*** Opening of Recorded information ***
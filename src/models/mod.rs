// Data models for hardware attributes and sensor readings

use crate::error::AccessError;
use std::path::{Path, PathBuf};
use std::str::FromStr;

/// Shown next to a control whose write was refused
pub const PERMISSION_HINT: &str = "Permission denied. Run the program with sudo.";

/// Range of values an attribute accepts.
#[derive(Clone, Debug, PartialEq)]
pub enum ValueDomain {
    /// Literal "1" or "0"
    Boolean,
    /// Inclusive integer range
    IntRange { min: i64, max: i64 },
    /// One of the whitespace-separated tokens listed in a companion file
    Choices { path: PathBuf },
    /// Sensor value; headless writes are rejected
    ReadOnly,
}

/// Static description of a hardware attribute.
/// Candidate paths are tried strictly in declaration order.
#[derive(Clone, Debug, PartialEq)]
pub struct AttributeSpec {
    /// Logical name (e.g. usb_charge, platform_profile)
    pub name: &'static str,
    /// Ordered candidate locations; the first that works wins
    pub candidates: Vec<PathBuf>,
    /// Accepted values
    pub domain: ValueDomain,
}

impl AttributeSpec {
    /// Creates a spec with an explicit candidate list.
    pub fn new(name: &'static str, candidates: Vec<PathBuf>, domain: ValueDomain) -> Self {
        Self {
            name,
            candidates,
            domain,
        }
    }

    /// Creates a spec backed by a single path.
    pub fn single(name: &'static str, path: impl Into<PathBuf>, domain: ValueDomain) -> Self {
        Self::new(name, vec![path.into()], domain)
    }

    /// Narrows this spec to one of its candidates, keeping name and domain.
    pub fn pinned_to(&self, path: &Path) -> Self {
        Self::single(self.name, path, self.domain.clone())
    }
}

/// Outcome of reading an attribute. Never carries an error; per-path
/// failures are logged by the store.
#[derive(Clone, Debug, PartialEq)]
pub enum ReadResult {
    /// Trimmed content of the first readable candidate
    Value(String),
    /// Every candidate was missing or unreadable
    Unavailable,
}

impl ReadResult {
    pub fn value(&self) -> Option<&str> {
        match self {
            ReadResult::Value(v) => Some(v),
            ReadResult::Unavailable => None,
        }
    }

    /// Parses the value as a number.
    /// Returns `Ok(None)` when unavailable and `Parse` for non-numeric content.
    pub fn parsed<T: FromStr>(&self, attribute: &str) -> Result<Option<T>, AccessError> {
        match self {
            ReadResult::Unavailable => Ok(None),
            ReadResult::Value(v) => v.parse().map(Some).map_err(|_| AccessError::Parse {
                attribute: attribute.to_string(),
                value: v.clone(),
            }),
        }
    }
}

/// Outcome of writing an attribute.
#[derive(Clone, Debug, PartialEq)]
pub enum WriteResult {
    Ok,
    /// At least one candidate refused the write for lack of privileges
    PermissionDenied,
    /// No candidate accepted the write; carries the last error
    Failed(String),
}

impl WriteResult {
    pub fn is_ok(&self) -> bool {
        matches!(self, WriteResult::Ok)
    }
}

/// Battery charge level and charging state.
#[derive(Clone, Copy, Debug, PartialEq)]
pub struct BatteryInfo {
    /// Charge level in percent (0-100)
    pub percentage: u8,
    /// True when the status file reports "Charging"
    pub charging: bool,
}

/// Result of one CPU usage sample.
#[derive(Clone, Copy, Debug, PartialEq)]
pub enum CpuUsage {
    /// First sample taken; no baseline to compare against yet
    Sampling,
    /// Busy percentage since the previous sample
    Percent(f64),
    /// /proc/stat could not be read or parsed
    Unavailable,
}

impl std::fmt::Display for CpuUsage {
    fn fmt(&self, f: &mut std::fmt::Formatter<'_>) -> std::fmt::Result {
        match self {
            CpuUsage::Sampling => write!(f, "..."),
            CpuUsage::Percent(p) => write!(f, "{:.1}%", p),
            CpuUsage::Unavailable => write!(f, "N/A"),
        }
    }
}

#[cfg(test)]
mod tests {
    use super::*;

    #[test]
    fn parsed_distinguishes_missing_from_garbage() {
        let ok = ReadResult::Value("2400".into());
        assert_eq!(ok.parsed::<u32>("fan1_input").unwrap(), Some(2400));

        let missing = ReadResult::Unavailable;
        assert_eq!(missing.parsed::<u32>("fan1_input").unwrap(), None);

        let garbage = ReadResult::Value("n/a".into());
        let err = garbage.parsed::<u32>("fan1_input").unwrap_err();
        assert!(matches!(err, AccessError::Parse { .. }));
    }

    #[test]
    fn cpu_usage_display() {
        assert_eq!(CpuUsage::Sampling.to_string(), "...");
        assert_eq!(CpuUsage::Percent(12.345).to_string(), "12.3%");
        assert_eq!(CpuUsage::Unavailable.to_string(), "N/A");
    }

    #[test]
    fn pinned_spec_keeps_domain() {
        let spec = AttributeSpec::new(
            "kbd_backlight_brightness",
            vec![PathBuf::from("/a"), PathBuf::from("/b")],
            ValueDomain::IntRange { min: 0, max: 3 },
        );
        let pinned = spec.pinned_to(Path::new("/b"));
        assert_eq!(pinned.candidates, vec![PathBuf::from("/b")]);
        assert_eq!(pinned.domain, spec.domain);
    }
}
*** Close of Recorded information ***
Each entry above is to be transcribed without alteration.

filename src/models/mod.rs
// Data models for hardware attributes and sensor readings

use crate::error::AccessError;
use std::path::{Path, PathBuf};
use std::str::FromStr;

/// Shown next to a control whose write was refused
pub const PERMISSION_HINT: &str = "Permission denied. Run the program with sudo.";

/// Range of values an attribute accepts.
#[derive(Clone, Debug, PartialEq)]
pub enum ValueDomain {
    /// Literal "1" or "0"
    Boolean,
    /// Inclusive integer range
    IntRange { min: i64, max: i64 },
    /// One of the whitespace-separated tokens listed in a companion file
    Choices { path: PathBuf },
    /// Sensor value; headless writes are rejected
    ReadOnly,
}

/// Static description of a hardware attribute.
/// Candidate paths are tried strictly in declaration order.
#[derive(Clone, Debug, PartialEq)]
pub struct AttributeSpec {
    /// Logical name (e.g. usb_charge, platform_profile)
    pub name: &'static str,
    /// Ordered candidate locations; the first that works wins
    pub candidates: Vec<PathBuf>,
    /// Accepted values
    pub domain: ValueDomain,
}

impl AttributeSpec {
    /// Creates a spec with an explicit candidate list.
    pub fn new(name: &'static str, candidates: Vec<PathBuf>, domain: ValueDomain) -> Self {
        Self {
            name,
            candidates,
            domain,
        }
    }

    /// Creates a spec backed by a single path.
    pub fn single(name: &'static str, path: impl Into<PathBuf>, domain: ValueDomain) -> Self {
        Self::new(name, vec![path.into()], domain)
    }

    /// Narrows this spec to one of its candidates, keeping name and domain.
    pub fn pinned_to(&self, path: &Path) -> Self {
        Self::single(self.name, path, self.domain.clone())
    }
}

/// Outcome of reading an attribute. Never carries an error; per-path
/// failures are logged by the store.
#[derive(Clone, Debug, PartialEq)]
pub enum ReadResult {
    /// Trimmed content of the first readable candidate
    Value(String),
    /// Every candidate was missing or unreadable
    Unavailable,
}

impl ReadResult {
    pub fn value(&self) -> Option<&str> {
        match self {
            ReadResult::Value(v) => Some(v),
            ReadResult::Unavailable => None,
        }
    }

    /// Parses the value as a number.
    /// Returns `Ok(None)` when unavailable and `Parse` for non-numeric content.
    pub fn parsed<T: FromStr>(&self, attribute: &str) -> Result<Option<T>, AccessError> {
        match self {
            ReadResult::Unavailable => Ok(None),
            ReadResult::Value(v) => v.parse().map(Some).map_err(|_| AccessError::Parse {
                attribute: attribute.to_string(),
                value: v.clone(),
            }),
        }
    }
}

/// Outcome of writing an attribute.
#[derive(Clone, Debug, PartialEq)]
pub enum WriteResult {
    Ok,
    /// At least one candidate refused the write for lack of privileges
    PermissionDenied,
    /// No candidate accepted the write; carries the last error
    Failed(String),
}

impl WriteResult {
    pub fn is_ok(&self) -> bool {
        matches!(self, WriteResult::Ok)
    }
}

/// Battery charge level and charging state.
#[derive(Clone, Copy, Debug, PartialEq)]
pub struct BatteryInfo {
    /// Charge level in percent (0-100)
    pub percentage: u8,
    /// True when the status file reports "Charging"
    pub charging: bool,
}

/// Result of one CPU usage sample.
#[derive(Clone, Copy, Debug, PartialEq)]
pub enum CpuUsage {
    /// First sample taken; no baseline to compare against yet
    Sampling,
    /// Busy percentage since the previous sample
    Percent(f64),
    /// /proc/stat could not be read or parsed
    Unavailable,
}

impl std::fmt::Display for CpuUsage {
    fn fmt(&self, f: &mut std::fmt::Formatter<'_>) -> std::fmt::Result {
        match self {
            CpuUsage::Sampling => write!(f, "..."),
            CpuUsage::Percent(p) => write!(f, "{:.1}%", p),
            CpuUsage::Unavailable => write!(f, "N/A"),
        }
    }
}

#[cfg(test)]
mod tests {
    use super::*;

    #[test]
    fn parsed_distinguishes_missing_from_garbage() {
        let ok = ReadResult::Value("2400".into());
        assert_eq!(ok.parsed::<u32>("fan1_input").unwrap(), Some(2400));

        let missing = ReadResult::Unavailable;
        assert_eq!(missing.parsed::<u32>("fan1_input").unwrap(), None);

        let garbage = ReadResult::Value("n/a".into());
        let err = garbage.parsed::<u32>("fan1_input").unwrap_err();
        assert!(matches!(err, AccessError::Parse { .. }));
    }

    #[test]
    fn cpu_usage_display() {
        assert_eq!(CpuUsage::Sampling.to_string(), "...");
        assert_eq!(CpuUsage::Percent(12.345).to_string(), "12.3%");
        assert_eq!(CpuUsage::Unavailable.to_string(), "N/A");
    }

    #[test]
    fn pinned_spec_keeps_domain() {
        let spec = AttributeSpec::new(
            "kbd_backlight_brightness",
            vec![PathBuf::from("/a"), PathBuf::from("/b")],
            ValueDomain::IntRange { min: 0, max: 3 },
        );
        let pinned = spec.pinned_to(Path::new("/b"));
        assert_eq!(pinned.candidates, vec![PathBuf::from("/b")]);
        assert_eq!(pinned.domain, spec.domain);
    }
}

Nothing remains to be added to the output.